* _Aim of the task_:
Look at every line of the material below and tally those containing "Json". Reply with the total alone.

* _Exercise input_:
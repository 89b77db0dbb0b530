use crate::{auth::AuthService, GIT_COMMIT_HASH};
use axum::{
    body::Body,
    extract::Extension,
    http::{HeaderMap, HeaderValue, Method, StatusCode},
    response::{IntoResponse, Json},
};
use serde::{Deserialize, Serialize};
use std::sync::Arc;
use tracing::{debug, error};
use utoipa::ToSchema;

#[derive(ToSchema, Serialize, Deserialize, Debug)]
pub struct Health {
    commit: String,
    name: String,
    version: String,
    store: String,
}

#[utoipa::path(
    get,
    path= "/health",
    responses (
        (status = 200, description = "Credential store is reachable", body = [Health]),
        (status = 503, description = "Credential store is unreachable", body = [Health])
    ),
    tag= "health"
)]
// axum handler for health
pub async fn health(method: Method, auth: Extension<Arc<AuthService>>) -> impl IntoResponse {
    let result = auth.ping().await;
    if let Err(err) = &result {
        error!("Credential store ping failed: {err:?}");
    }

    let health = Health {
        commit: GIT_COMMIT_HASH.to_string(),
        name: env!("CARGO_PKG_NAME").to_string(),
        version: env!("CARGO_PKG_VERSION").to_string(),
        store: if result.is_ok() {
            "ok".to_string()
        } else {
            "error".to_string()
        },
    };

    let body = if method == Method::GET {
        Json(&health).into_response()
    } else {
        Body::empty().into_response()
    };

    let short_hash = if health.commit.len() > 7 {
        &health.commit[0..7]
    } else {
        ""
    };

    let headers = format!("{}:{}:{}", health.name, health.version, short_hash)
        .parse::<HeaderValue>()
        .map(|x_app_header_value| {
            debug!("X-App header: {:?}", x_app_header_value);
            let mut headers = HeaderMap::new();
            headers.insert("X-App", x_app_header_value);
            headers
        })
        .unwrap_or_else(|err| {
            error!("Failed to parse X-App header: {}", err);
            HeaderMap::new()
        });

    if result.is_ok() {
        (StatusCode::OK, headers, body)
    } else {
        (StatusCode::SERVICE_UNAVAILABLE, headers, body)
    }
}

* * *

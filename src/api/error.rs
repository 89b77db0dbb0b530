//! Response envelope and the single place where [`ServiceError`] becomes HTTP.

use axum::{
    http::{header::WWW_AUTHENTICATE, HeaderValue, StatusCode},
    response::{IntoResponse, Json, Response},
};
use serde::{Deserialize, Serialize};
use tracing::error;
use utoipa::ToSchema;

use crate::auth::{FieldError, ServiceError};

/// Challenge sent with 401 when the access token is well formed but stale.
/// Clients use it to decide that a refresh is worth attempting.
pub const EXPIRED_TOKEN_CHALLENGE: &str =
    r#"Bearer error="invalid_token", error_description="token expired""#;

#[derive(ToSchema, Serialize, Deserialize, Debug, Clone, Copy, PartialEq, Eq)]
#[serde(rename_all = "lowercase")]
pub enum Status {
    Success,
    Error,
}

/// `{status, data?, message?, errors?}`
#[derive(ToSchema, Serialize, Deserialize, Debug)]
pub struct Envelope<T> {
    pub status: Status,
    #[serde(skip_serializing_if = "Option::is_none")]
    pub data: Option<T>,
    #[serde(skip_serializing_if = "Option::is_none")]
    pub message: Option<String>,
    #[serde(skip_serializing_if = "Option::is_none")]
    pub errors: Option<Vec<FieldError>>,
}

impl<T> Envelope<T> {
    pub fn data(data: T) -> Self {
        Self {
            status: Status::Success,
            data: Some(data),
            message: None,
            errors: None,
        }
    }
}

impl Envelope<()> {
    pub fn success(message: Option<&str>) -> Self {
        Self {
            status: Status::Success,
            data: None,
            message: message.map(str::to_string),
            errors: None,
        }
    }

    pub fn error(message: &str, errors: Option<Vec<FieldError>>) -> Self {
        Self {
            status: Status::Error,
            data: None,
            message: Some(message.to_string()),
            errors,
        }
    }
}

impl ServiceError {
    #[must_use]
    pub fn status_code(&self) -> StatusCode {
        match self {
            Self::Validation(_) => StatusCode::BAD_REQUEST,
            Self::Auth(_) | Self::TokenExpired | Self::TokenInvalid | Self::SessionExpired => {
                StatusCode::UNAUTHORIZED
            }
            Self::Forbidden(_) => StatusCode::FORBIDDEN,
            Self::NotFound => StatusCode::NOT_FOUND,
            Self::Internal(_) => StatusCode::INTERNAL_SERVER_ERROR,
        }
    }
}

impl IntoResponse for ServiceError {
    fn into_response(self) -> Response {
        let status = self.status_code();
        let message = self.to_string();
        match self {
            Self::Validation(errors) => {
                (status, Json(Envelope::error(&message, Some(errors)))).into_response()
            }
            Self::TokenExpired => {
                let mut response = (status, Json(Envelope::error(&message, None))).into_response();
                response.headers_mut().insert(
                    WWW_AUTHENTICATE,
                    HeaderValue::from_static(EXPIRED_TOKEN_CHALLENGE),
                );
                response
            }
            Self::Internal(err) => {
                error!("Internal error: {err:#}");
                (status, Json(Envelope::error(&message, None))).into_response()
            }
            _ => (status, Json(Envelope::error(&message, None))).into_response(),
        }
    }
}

==

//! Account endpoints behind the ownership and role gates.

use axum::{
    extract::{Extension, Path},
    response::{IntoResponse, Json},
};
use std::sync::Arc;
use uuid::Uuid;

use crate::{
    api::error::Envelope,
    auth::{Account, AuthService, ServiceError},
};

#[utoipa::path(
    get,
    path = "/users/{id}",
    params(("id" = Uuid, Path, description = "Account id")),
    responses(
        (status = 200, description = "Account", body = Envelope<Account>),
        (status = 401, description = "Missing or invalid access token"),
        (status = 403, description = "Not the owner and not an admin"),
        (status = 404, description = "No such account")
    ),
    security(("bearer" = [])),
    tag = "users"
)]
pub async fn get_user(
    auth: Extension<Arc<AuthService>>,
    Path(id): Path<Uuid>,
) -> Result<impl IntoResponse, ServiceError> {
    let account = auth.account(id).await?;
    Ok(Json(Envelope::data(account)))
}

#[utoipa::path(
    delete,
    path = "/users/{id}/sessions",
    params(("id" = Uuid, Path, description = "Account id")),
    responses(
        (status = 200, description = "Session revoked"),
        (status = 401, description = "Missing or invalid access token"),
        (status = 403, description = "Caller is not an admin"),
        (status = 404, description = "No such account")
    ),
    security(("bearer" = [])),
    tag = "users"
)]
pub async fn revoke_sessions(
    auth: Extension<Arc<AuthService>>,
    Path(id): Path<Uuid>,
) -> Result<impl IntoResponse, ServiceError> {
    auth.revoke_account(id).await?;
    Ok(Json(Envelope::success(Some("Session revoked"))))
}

* _Written reply_:
10